Suicida per video hard: gli insulti e le scuse del vice presidente del Corecom Marche

Suicida per video hard: gli insulti e le scuse del vice presidente del Corecom Marche

Suicida per video hard: gli insulti e le scuse del vice presidente del Corecom Marche. “Chiedo scusa alla famiglia. Ma non mi dimetto”

Non sono come Gasparri che scrive e poi cancella i suoi tweet. Io mi assumo le mie responsabilità. Chiedo scusa alla famiglia di Tiziana Cantone e alla sua memoria. Non volevo esprimermi con un termine che io stesso ammetto essere esecrabile ma è stata esclusivamente la rabbia di una cattolico, quale io sono, che condanna così come l’omicidio anche il suicidio. A me è stato insegnato che la vita la dà e la toglie una ‘Persona’ sola“. Lo dice all’Adnkronos Francesco Capozza, vicepresidente del Corecom Marche – Comitato Regionale per le Comunicazioni della Regione Marche, dopo le polemiche provocate da un suo messaggio su Twitter in cui offendeva la ragazza che si è suicidata a causa di un suo video hard diventato virale sul web.

Scusatemi, attaccatemi pure, ma io non posso concepire il suicidio di per sé, ancor meno se una vacca che si fa video hot poi arriva a tanto” aveva cinguettato Capozza, e molti utenti si erano detti indignati per il tweet, chiedendo le sue dimissioni. A partire dal capogruppo PD della Regione Marche, Gianluca Busilacchi, che aveva parlato di “inevitabili dimissioni“. Tuttavia, Capozza replica di non volersi dimettere dal suo attuale incarico istituzionale.

 

Suicida per video hard, Francesco Capozza: “Non mi dimetto”

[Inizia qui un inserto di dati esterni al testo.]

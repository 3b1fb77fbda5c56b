use anyhow::Result;
use chrono::{DateTime, Utc};
use sqlx::{postgres::PgPoolOptions, PgPool, Row};

use crate::models::{Meal, UsageCounter};

use super::quota::QuotaStore;

/// Persistence for validated estimations. Called by the caller, never by the pipeline.
#[async_trait::async_trait]
pub trait MealStore: Send + Sync {
    async fn save_meal(&self, meal: &Meal) -> Result<i64>;
}

pub struct Database {
    pool: PgPool,
}

impl Database {
    pub async fn new(database_url: &str) -> Result<Self> {
        let pool = PgPoolOptions::new()
            .max_connections(5)
            .connect(database_url)
            .await?;

        let db = Database { pool };
        db.init_tables().await?;
        Ok(db)
    }

    async fn init_tables(&self) -> Result<()> {
        sqlx::query(
            r#"
            CREATE TABLE IF NOT EXISTS users (
                user_id TEXT PRIMARY KEY,
                created_at TIMESTAMPTZ NOT NULL DEFAULT NOW(),
                is_unlimited BOOLEAN NOT NULL DEFAULT FALSE,
                monthly_estimates INTEGER NOT NULL DEFAULT 0,
                usage_month TEXT
            )
            "#,
        )
        .execute(&self.pool)
        .await?;

        sqlx::query(
            r#"
            CREATE TABLE IF NOT EXISTS meals (
                id SERIAL PRIMARY KEY,
                user_id TEXT NOT NULL REFERENCES users(user_id),
                calories DOUBLE PRECISION NOT NULL,
                protein DOUBLE PRECISION NOT NULL,
                carbs DOUBLE PRECISION NOT NULL,
                fat DOUBLE PRECISION NOT NULL,
                water DOUBLE PRECISION NOT NULL,
                explanation TEXT NOT NULL,
                description TEXT,
                image_ref TEXT,
                created_at TIMESTAMPTZ NOT NULL
            )
            "#,
        )
        .execute(&self.pool)
        .await?;

        Ok(())
    }

    pub async fn ensure_user_exists(&self, user_id: &str) -> Result<()> {
        sqlx::query(
            "INSERT INTO users (user_id, created_at) VALUES ($1, $2) ON CONFLICT (user_id) DO NOTHING",
        )
        .bind(user_id)
        .bind(Utc::now())
        .execute(&self.pool)
        .await?;

        Ok(())
    }
}

/// `YYYY-MM` bucket the monthly counter belongs to.
pub fn usage_month(at: DateTime<Utc>) -> String {
    at.format("%Y-%m").to_string()
}

/// A counter stored for an earlier month does not count against this one.
fn effective_count(stored_month: Option<&str>, stored_count: i32, current_month: &str) -> i64 {
    match stored_month {
        Some(month) if month == current_month => stored_count as i64,
        _ => 0,
    }
}

#[async_trait::async_trait]
impl QuotaStore for Database {
    async fn get_usage(&self, user_id: &str) -> Result<UsageCounter> {
        let row = sqlx::query(
            "SELECT is_unlimited, monthly_estimates, usage_month FROM users WHERE user_id = $1",
        )
        .bind(user_id)
        .fetch_optional(&self.pool)
        .await?;

        let current_month = usage_month(Utc::now());
        let usage = match row {
            Some(row) => {
                let is_unlimited: bool = row.get(0);
                let count: i32 = row.get(1);
                let month: Option<String> = row.get(2);
                UsageCounter {
                    count: effective_count(month.as_deref(), count, &current_month),
                    is_unlimited,
                }
            }
            None => UsageCounter {
                count: 0,
                is_unlimited: false,
            },
        };

        Ok(usage)
    }

    async fn increment(&self, user_id: &str) -> Result<()> {
        // Single statement so concurrent commits never lose an update
        sqlx::query(
            r#"
            INSERT INTO users (user_id, created_at, monthly_estimates, usage_month)
            VALUES ($1, $2, 1, $3)
            ON CONFLICT (user_id) DO UPDATE SET
                monthly_estimates = CASE
                    WHEN users.usage_month = EXCLUDED.usage_month THEN users.monthly_estimates + 1
                    ELSE 1
                END,
                usage_month = EXCLUDED.usage_month
            "#,
        )
        .bind(user_id)
        .bind(Utc::now())
        .bind(usage_month(Utc::now()))
        .execute(&self.pool)
        .await?;

        Ok(())
    }
}

#[async_trait::async_trait]
impl MealStore for Database {
    async fn save_meal(&self, meal: &Meal) -> Result<i64> {
        self.ensure_user_exists(&meal.user_id).await?;
        let explanation = serde_json::to_string(&meal.explanation)?;

        let result = sqlx::query(
            r#"
            INSERT INTO meals (user_id, calories, protein, carbs, fat, water, explanation, description, image_ref, created_at)
            VALUES ($1, $2, $3, $4, $5, $6, $7, $8, $9, $10)
            RETURNING id
            "#,
        )
        .bind(&meal.user_id)
        .bind(meal.macros.calories)
        .bind(meal.macros.protein)
        .bind(meal.macros.carbs)
        .bind(meal.macros.fat)
        .bind(meal.macros.water)
        .bind(explanation)
        .bind(&meal.description)
        .bind(&meal.image_ref)
        .bind(meal.created_at)
        .fetch_one(&self.pool)
        .await?;

        let id: i32 = result.get(0);
        Ok(id as i64)
    }
}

A chieder un suo passo indietro anche gli stessi vertici regionali. “Questa mattina – riferisce – sono stato oggetto di pressioni da parte del presidente della Giunta regionale e del presidente del Consiglio regionale affinché io rassegnassi le mie dimissioni, cosa che però non intendo fare. Primo perché sono vicepresidente di un’autorità indipendente innanzitutto dalla politica. Secondo, perché sul mio profilo personale Twitter esprimo esclusivamente opinioni personali, condivisibili o anche esecrabili, ma assolutamente non riconducibili né al mio incarico istituzionale né tantomeno a persone con cui ho lavorato o lavoro tutt’oggi” afferma.

Come la collaborazione con Gianfranco Fini che annovera nel suo curriculum. “Per quanto concerne il mio rapporto professionale con l’onorevole Gianfranco Fini – conclude Capozza – ho avuto l’onore di seguire la sua comunicazione personale negli ultimi due anni, ma altri impegni che mi hanno portato a trasferirmi a Milano hanno fatto sì che a oggi rimanga puramente un rapporto di amicizia e stima reciproca“.